In re BURR MFG. CO. In re LEAVITT & GRANT.
(Circuit Court of Appeals, Second Circuit.
May 19, 1914.)
Nos. 279 and 262.
1. Bankruptcy (§ 481)—Costs on Petition for Review—Supervision Fee.
A petition to revise in a bankruptcy proceeding is the equivalent of an appeal, for the purposes of Act Feb. 18, 1911, e. 47, 36 Stat. 901 (U. S. Comp. St. Supp. 1911, p. 275), which abolishes the clerk’s supervision fee where a final order or decree is sought to be reviewed by the Circuit Court of Appeals on writ oT error or appeal, and where the order sought to be revised is a final order the statute applies.
[Ed. Note.—For other cases, see Bankruptcy, Cent. Dig. § S86; Dec. Dig. § 481.
Appeal and review in bankruptcy cases, see note to In re Eggert, 43 C. .C. A. 9.]
2. Bankruptcy (§ 481)—“Final Decree.”
An order in a so-called omnibus proceeding in bankruptcy, directing the distribution of the proceeds of sale of certain securities, is a final order, and so is a “final decree” within Act Feb. 13, 1911, c. 47, 36 Stat. 901 (U. S. Comp. St. Supp. 1911, p. 275), which abolishes the clerk’s supervision fee whore a final order or decree is sought to be reviewed by the Circuit Court of Appeals.
[Ed. Note.—For other cases, see Bankruptcy, Cent. Dig. § 886; Dee. Dig. § 481.
For other definitions, see Words and Phrases, vol. 8, pp. 2774-2798; vol. 8, p. 7663.]
Petitions to Revise Orders of the District Court of the United States for the Eastern and Southern Districts of New York.
In the matter of the Burr Manufacturing Company, bankrupt, and of Leavitt & Grant, bankrupts. On petitions to revise orders of District Court.
Reversed.
See, also, 209 Fed. 138.
Franklin Taylor, of New York City Joseph J. Zeiger, of New York City, of counsel), for petitioner.
Henry A. Blumenthal, of New York City, for trustee.
Before COXE and ROGERS, Circuit Judges, and HAND, District Judge.
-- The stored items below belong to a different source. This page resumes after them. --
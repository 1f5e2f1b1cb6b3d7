//! Text cleanup for speech output.
//!
//! Chat replies carry light markup that reads fine on screen but
//! sounds wrong when vocalised. [`strip_for_speech`] reduces a reply
//! to plain sentences before it reaches the synthesis backend.

/// Prepare a chat reply for vocalisation.
///
/// Removes HTML tags, bold markers and inline-code backticks, drops
/// heading markers, and converts line breaks into sentence pauses so
/// the synthesiser does not read markup aloud.
#[must_use]
pub fn strip_for_speech(text: &str) -> String {
    let text = strip_html_tags(text);
    let text = strip_bold_markers(&text);
    let text = strip_inline_code(&text);
    let text = strip_heading_markers(&text);
    let text = newlines_to_pauses(&text);
    collapse_whitespace(&text)
}

/// Replace `<...>` tag spans with a single space.
fn strip_html_tags(text: &str) -> String {
    let mut out = String::with_capacity(text.len());
    let mut in_tag = false;
    for ch in text.chars() {
        match ch {
            '<' => {
                in_tag = true;
                out.push(' ');
            }
            '>' if in_tag => in_tag = false,
            _ if in_tag => {}
            _ => out.push(ch),
        }
    }
    out
}

/// Remove `**` emphasis markers, keeping the emphasised text.
fn strip_bold_markers(text: &str) -> String {
    text.replace("**", "")
}

/// Unwrap `` `code` `` spans, keeping their content.
fn strip_inline_code(text: &str) -> String {
    text.replace('`', "")
}

/// Drop leading `#` heading markers from each line.
fn strip_heading_markers(text: &str) -> String {
    text.lines()
        .map(|line| {
            let trimmed = line.trim_start();
            let hashes = trimmed.chars().take_while(|c| *c == '#').count();
            if (1..=6).contains(&hashes) && trimmed[hashes..].starts_with(' ') {
                trimmed[hashes + 1..].to_string()
            } else {
                line.to_string()
            }
        })
        .collect::<Vec<_>>()
        .join("\n")
}

/// Turn runs of line breaks into a sentence pause.
fn newlines_to_pauses(text: &str) -> String {
    let mut out = String::with_capacity(text.len());
    let mut pending_break = false;
    for ch in text.chars() {
        if ch == '\n' || ch == '\r' {
            pending_break = true;
        } else {
            if pending_break {
                let trimmed = out.trim_end();
                let needs_period = !trimmed.is_empty()
                    && !trimmed.ends_with(['.', '!', '?', ':', ';']);
                out.truncate(trimmed.len());
                if needs_period {
                    out.push('.');
                }
                out.push(' ');
                pending_break = false;
            }
            out.push(ch);
        }
    }
    out
}

/// Collapse whitespace runs into single spaces and trim the ends.
fn collapse_whitespace(text: &str) -> String {
    text.split_whitespace().collect::<Vec<_>>().join(" ")
}

#[cfg(test)]
mod tests {
    use super::*;

    #[test]
    fn strips_bold_and_inline_code() {
        assert_eq!(strip_for_speech("**Bold** and `code`"), "Bold and code");
    }

    #[test]
    fn strips_html_tags() {
        assert_eq!(
            strip_for_speech("Hello <strong>world</strong>!"),
            "Hello world !"
        );
    }

    #[test]
    fn strips_heading_markers() {
        assert_eq!(
            strip_for_speech("## Setup\nInstall the tool."),
            "Setup. Install the tool."
        );
    }

    #[test]
    fn newlines_become_sentence_pauses() {
        assert_eq!(
            strip_for_speech("First line\n\nSecond line."),
            "First line. Second line."
        );
    }

    #[test]
    fn keeps_existing_terminal_punctuation() {
        assert_eq!(
            strip_for_speech("Done!\nNext step"),
            "Done! Next step"
        );
    }

    #[test]
    fn plain_text_passes_through() {
        assert_eq!(strip_for_speech("Just a sentence."), "Just a sentence.");
    }

    #[test]
    fn empty_input_yields_empty_output() {
        assert_eq!(strip_for_speech(""), "");
        assert_eq!(strip_for_speech("  \n "), "");
    }
}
For other cases see same topic & § number in Dec. & Am. Digs. 1907 to hate, & Rep’r Indexes
For other cases see same topic & § number in Dec. & Am. Digs. 1907 to date, & Eep’r Indexes
[MAJORITY — PER CURIAM.]
PER CURIAM.
We think the motions in these cases should be granted. The decision of the Supreme Court in Rainey v. Grace, 231 U. S. 703, 34 Sup. Ct. 242, 58 L. Ed. 445, holds that where a final judgment or decree is sought to be reviewed by writ of error or appeal, the Act of February 13, 1911, abolishes the supervision fee.
In the Matter of Leavitt & Grant, the order sought to be reviewed was an order in a so-called omnibus proceeding in bankruptcy directing the distribution of the proceeds of sale of certain securities among certain claimants. It was a final order, and so was a final decree within the meaning of the statute. As the review was by appeal,the case comes within the statute and the decision of the Supreme Court.
In the Matter of Burr Manufacturing Company, the review was by petition to revise under section 24b of the Bankruptcy Act of July 1, 1898 (30 Stat. 553, c. 541 [U. S. Comp. St. 1901, p. 3432]), and although the statute of 1911 only mentions reviews by writ of error or’ appeal, we think a petition to revise is the equivalent of an appeal for the purposes of this statute. The review was of an order confirming a resale of property in bankruptcy. Such an order is a final order for the purposes of appeal, and so the case comes within the provisions of the statute and the decision of the Supreme Court. The fact that the petitioner asked the court at the same time and on the same record to review a preliminary order setting aside a previous sale and directing a resale does not take the case out of the statute.
As the supervision fees are still in the clerk’s possession and have not been accounted for to the government, they should be returned.